Figure 7. Effect of KCNE1 co-expression with mutant R231W and I235W.

Representative current traces of mutant R231W expressed without (A) or with KCNE1 (B). Conductance-voltage relations (C) and current-voltage relations (D) of WT Kv7.1 and mutant R231W co-expressed with KCNE1. Representative current traces of mutant I235W expressed without (E) or with KCNE1 (F). Conductance-voltage relations (G) and current-voltage relations (H) of WT Kv7.1 and mutant I235W co-expressed with KCNE1.

Figure 8. Effect of KCNE1 co-expression with mutant R237W and R243W.

Representative current traces of mutant R237W expressed without (A) or with KCNE1 (B). Conductance-voltage relations (C) and current-voltage relations (D) of WT Kv7.1 and mutant R237W co-expressed with KCNE1. Representative current traces of mutant R243W expressed without (E) or with KCNE1 (F). Conductance-voltage relations (G) and current-voltage relations (H) of WT Kv7.1 and mutant R243W co-expressed with KCNE1.

Figure 9. Impact of KCNE1 expression on WT Kv7.1 and mutant R228C.

(A) Representative trace of WT Kv7.1 coexpressed with WT KCNE1. (B) Effects of external Cu-Phen on mutant R228C. Oocytes were bathed in ND96 in the absence and presence of 100 µM Cu-Phen. Shown are representative traces and current-voltage relations were determined as indicated. (C) Shown are representative traces and current-voltage relations of R228C+WT KCNE1 channels, when oocytes were bathed with ND96 in the absence of presence of 100 µM Cu-Phen. Also shown, is the reversal by DTT of the current decrease produced by Cu-Phen. (D) Representative traces of R228C+WT KCNE1 channels, when oocytes were bathed with ND96 containing 100 µM Cu-Phen. Currents were evoked by a train of step depolarization to +30 mV. Similar results have been obtained in 5 other cells.

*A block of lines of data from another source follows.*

//! Type definitions for the cross-manufacturer equivalency database.
//!
//! These types support both TOML deserialization (for loading the shipped
//! database) and JSON serialization (for catalog export and import).

use serde::{Deserialize, Serialize};

/// Root configuration loaded from equivalency.toml.
#[derive(Debug, Clone, Serialize, Deserialize)]
pub struct EquivalencyConfig {
    /// Product families, each grouping interchangeable products.
    pub families: Vec<MaterialFamily>,
}

/// A group of products from different manufacturers that fill the same
/// role at the same specification grade.
///
/// Equivalence is judged within a family only: a 60-mil TPO field sheet
/// never matches an 80-mil sheet even from the same product line, so
/// those live in separate families.
#[derive(Debug, Clone, Serialize, Deserialize, PartialEq)]
pub struct MaterialFamily {
    /// Stable family id, e.g. "tpo-membrane-60mil".
    pub id: String,
    /// Canonical material type tag shared by every product in the family.
    pub material_type: String,
    /// What the family covers, for report text.
    pub description: String,
    /// The interchangeable products.
    pub entries: Vec<EquivalencyEntry>,
}

/// One manufacturer's product within a family.
#[derive(Debug, Clone, Serialize, Deserialize, PartialEq)]
pub struct EquivalencyEntry {
    pub manufacturer: String,
    pub product: String,
    /// How confident the database is that this product is a drop-in
    /// replacement for the rest of its family, in [0, 1]. Scores are
    /// curated judgments; do not derive meaning from their magnitude
    /// beyond ordering.
    pub confidence: f32,
    /// Sheet thickness fixed by the product itself, in millimeters.
    /// Absent for goods whose thickness is specified per project
    /// (boards, sealants, field-applied membranes).
    #[serde(default)]
    pub thickness_mm: Option<f32>,
    /// Caveats that survive substitution into a report.
    #[serde(default)]
    pub notes: Option<String>,
    /// Finish colors offered, when color matters for the role.
    #[serde(default)]
    pub colors: Vec<String>,
}

impl MaterialFamily {
    /// The entry for a manufacturer within this family, matched
    /// case-insensitively.
    pub fn entry_for_manufacturer(&self, manufacturer: &str) -> Option<&EquivalencyEntry> {
        self.entries
            .iter()
            .find(|e| e.manufacturer.eq_ignore_ascii_case(manufacturer))
    }
}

Figure 10. Models corresponding to the three-dimensional structure of Kv1.7 K+ channel and its auxiliary subunit KCNE1.

(A) and (B), the closed state in top and side views, respectively. (C) and (D), the open state in top and side views, respectively. Ribbon diagrams of four differently colored identical subunits with the membrane embedded helical segment of KCNE1 in grey.